I recently wrote an article about the Court of Appeal’s decision in Denton which I called Letting the punishment fits the crime as Mitchell gives way to Denton. As the title implies, I suggested that Denton took us some of the way back to Lord Justice Jackson’s intentions and that the courts were now better able to exert discipline in a way which had regard to Jackson’s original intentions. I cited Gilbert & Sullivan’s Mikado as a model for the idea that the punishment should fit the crime.
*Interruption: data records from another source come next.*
//! Commands dispatched to an HPC resource manager with `srun`.
//!
//! The working directory sits on the filesystem shared by the login and
//! compute nodes, so files are host files.

use std::time::Duration;

use chrono::Utc;
use dagon_core::channel::{ChannelOutput, CommandChannel, CommandRequest};
use dagon_core::sandbox::{SandboxDriver, SandboxError, SandboxRequest};
use dagon_types::backend::BackendKind;
use dagon_types::sandbox::{SandboxHandle, SandboxInfo};

use super::workdir;
use super::DriverSettings;

/// Queueing chatter printed by `srun` on stderr.
pub const NOISE_MARKERS: &[&str] = &["srun:"];

#[derive(Debug, Clone)]
pub struct SlurmDriver<C> {
    channel: C,
    settings: DriverSettings,
    partition: Option<String>,
    ntasks: u32,
    memory_mb: Option<u32>,
}

impl<C: CommandChannel> SlurmDriver<C> {
    pub fn new(
        channel: C,
        settings: DriverSettings,
        partition: Option<String>,
        ntasks: u32,
        memory_mb: Option<u32>,
    ) -> Self {
        Self {
            channel,
            settings,
            partition,
            ntasks,
            memory_mb,
        }
    }

    fn srun_argv(&self, working_dir: &str, command: &str) -> Vec<String> {
        let mut argv = vec!["srun".to_string()];
        if let Some(partition) = &self.partition {
            argv.extend(["--partition".to_string(), partition.clone()]);
        }
        argv.extend(["--ntasks".to_string(), self.ntasks.to_string()]);
        if let Some(mem) = self.memory_mb {
            argv.extend(["--mem".to_string(), format!("{mem}M")]);
        }
        argv.extend(["--chdir".to_string(), working_dir.to_string()]);
        argv.extend(["bash".to_string(), "-c".to_string(), command.to_string()]);
        argv
    }
}

impl<C: CommandChannel> SandboxDriver for SlurmDriver<C> {
    type Channel = C;

    fn channel(&self) -> &C {
        &self.channel
    }

    fn kind(&self) -> BackendKind {
        BackendKind::Slurm
    }

    async fn create(&self, request: &SandboxRequest) -> Result<SandboxInfo, SandboxError> {
        let dirs = workdir::create(&self.channel, request, &self.settings.scratch_root).await?;
        Ok(SandboxInfo {
            id: request.id.clone(),
            task: request.task.clone(),
            working_dir: dirs.root,
            staging_dir: dirs.staging,
            location: self.channel.location(),
            handle: SandboxHandle::Directory,
            created_at: Utc::now(),
        })
    }

    async fn run(
        &self,
        sandbox: &SandboxInfo,
        command: &str,
        timeout: Duration,
    ) -> Result<ChannelOutput, SandboxError> {
        let request = CommandRequest::new(self.srun_argv(&sandbox.working_dir, command)).timeout(timeout);
        Ok(self.channel.execute(request).await?)
    }

    async fn read_file(&self, sandbox: &SandboxInfo, path: &str) -> Result<Vec<u8>, SandboxError> {
        workdir::read(&self.channel, sandbox, path).await
    }

    async fn write_file(
        &self,
        sandbox: &SandboxInfo,
        path: &str,
        bytes: &[u8],
    ) -> Result<(), SandboxError> {
        workdir::write(&self.channel, sandbox, path, bytes).await
    }

    async fn destroy(&self, sandbox: &SandboxInfo) -> Result<(), SandboxError> {
        workdir::remove(&self.channel, &sandbox.working_dir).await
    }

    fn noise_markers(&self) -> &'static [&'static str] {
        NOISE_MARKERS
    }
}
A US judge has taken this one step further. Faced by a party whose conduct of eDiscovery involved taking every point and other activities which lost sight of the “just, speedy and inexpensive” requirement in Rule 1 of the Federal Rules of Civil Procedure, the judge focused on the value of educating the delinquent lawyers. He required them to make a video explaining the proper way to manage eDiscovery. The story is well told in this article from Above the Law which annexes the judge’s order and sets out the more quotable passages in the ruling.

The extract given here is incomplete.